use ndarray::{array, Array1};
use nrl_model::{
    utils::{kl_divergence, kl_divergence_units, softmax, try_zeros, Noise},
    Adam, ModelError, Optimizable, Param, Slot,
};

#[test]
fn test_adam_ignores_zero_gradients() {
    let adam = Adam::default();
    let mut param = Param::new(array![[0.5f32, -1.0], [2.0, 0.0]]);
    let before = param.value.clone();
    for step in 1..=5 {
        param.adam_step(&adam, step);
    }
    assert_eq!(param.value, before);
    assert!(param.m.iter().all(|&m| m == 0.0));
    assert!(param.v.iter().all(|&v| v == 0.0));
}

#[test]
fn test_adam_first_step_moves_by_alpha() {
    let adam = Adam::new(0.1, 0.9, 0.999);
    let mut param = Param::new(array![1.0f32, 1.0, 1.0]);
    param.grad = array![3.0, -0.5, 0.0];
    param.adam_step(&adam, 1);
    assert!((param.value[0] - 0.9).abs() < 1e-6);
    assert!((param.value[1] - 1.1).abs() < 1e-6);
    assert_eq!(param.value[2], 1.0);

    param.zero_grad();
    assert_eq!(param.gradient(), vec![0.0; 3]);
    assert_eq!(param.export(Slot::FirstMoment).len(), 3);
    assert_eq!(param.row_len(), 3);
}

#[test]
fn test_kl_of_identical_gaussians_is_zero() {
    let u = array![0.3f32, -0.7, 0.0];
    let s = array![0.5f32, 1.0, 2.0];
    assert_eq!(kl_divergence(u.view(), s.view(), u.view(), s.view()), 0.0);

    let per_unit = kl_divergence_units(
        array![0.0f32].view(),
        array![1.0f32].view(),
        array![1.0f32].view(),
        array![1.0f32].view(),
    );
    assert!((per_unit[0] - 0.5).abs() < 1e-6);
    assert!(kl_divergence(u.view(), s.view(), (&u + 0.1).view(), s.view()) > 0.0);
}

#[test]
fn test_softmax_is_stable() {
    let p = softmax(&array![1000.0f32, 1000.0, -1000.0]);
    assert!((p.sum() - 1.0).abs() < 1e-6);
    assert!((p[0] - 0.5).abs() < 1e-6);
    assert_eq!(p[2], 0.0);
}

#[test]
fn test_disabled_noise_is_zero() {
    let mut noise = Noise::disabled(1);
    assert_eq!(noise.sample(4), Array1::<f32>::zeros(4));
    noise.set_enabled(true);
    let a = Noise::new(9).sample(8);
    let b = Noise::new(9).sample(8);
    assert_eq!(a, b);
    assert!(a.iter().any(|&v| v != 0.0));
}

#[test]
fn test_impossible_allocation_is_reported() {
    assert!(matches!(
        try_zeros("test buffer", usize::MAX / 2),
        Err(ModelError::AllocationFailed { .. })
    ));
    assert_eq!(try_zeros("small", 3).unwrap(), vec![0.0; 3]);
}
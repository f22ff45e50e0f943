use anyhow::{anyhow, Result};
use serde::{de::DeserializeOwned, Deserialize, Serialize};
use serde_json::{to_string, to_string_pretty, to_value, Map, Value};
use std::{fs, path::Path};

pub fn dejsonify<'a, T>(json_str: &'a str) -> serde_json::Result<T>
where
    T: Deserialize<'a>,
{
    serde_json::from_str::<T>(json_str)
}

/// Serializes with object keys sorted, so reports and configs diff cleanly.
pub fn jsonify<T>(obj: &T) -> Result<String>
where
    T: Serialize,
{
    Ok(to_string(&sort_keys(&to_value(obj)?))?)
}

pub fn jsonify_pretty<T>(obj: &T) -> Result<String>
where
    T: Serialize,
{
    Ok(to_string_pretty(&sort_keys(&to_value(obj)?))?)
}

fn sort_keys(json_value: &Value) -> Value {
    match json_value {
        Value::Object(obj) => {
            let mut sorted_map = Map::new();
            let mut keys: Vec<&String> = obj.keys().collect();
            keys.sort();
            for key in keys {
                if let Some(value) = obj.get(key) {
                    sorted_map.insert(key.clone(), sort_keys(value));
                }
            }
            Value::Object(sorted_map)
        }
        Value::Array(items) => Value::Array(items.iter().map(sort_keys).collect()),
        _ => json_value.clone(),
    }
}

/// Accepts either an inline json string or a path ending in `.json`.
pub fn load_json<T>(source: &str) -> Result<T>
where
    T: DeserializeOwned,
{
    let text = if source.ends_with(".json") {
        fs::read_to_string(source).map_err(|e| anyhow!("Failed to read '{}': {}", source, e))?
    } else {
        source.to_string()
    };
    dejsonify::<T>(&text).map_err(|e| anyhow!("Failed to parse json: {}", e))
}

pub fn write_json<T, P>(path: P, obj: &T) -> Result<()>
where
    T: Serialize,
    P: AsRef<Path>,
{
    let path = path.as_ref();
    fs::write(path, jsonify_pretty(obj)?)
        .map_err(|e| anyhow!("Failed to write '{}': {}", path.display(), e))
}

— WHAT TO DO —
The exercise is to copy out every line above that has the word "Slot" in it.

— ANSWER BELOW —
    Adam, ModelError, Optimizable, Param, Slot,
    assert_eq!(param.export(Slot::FirstMoment).len(), 3);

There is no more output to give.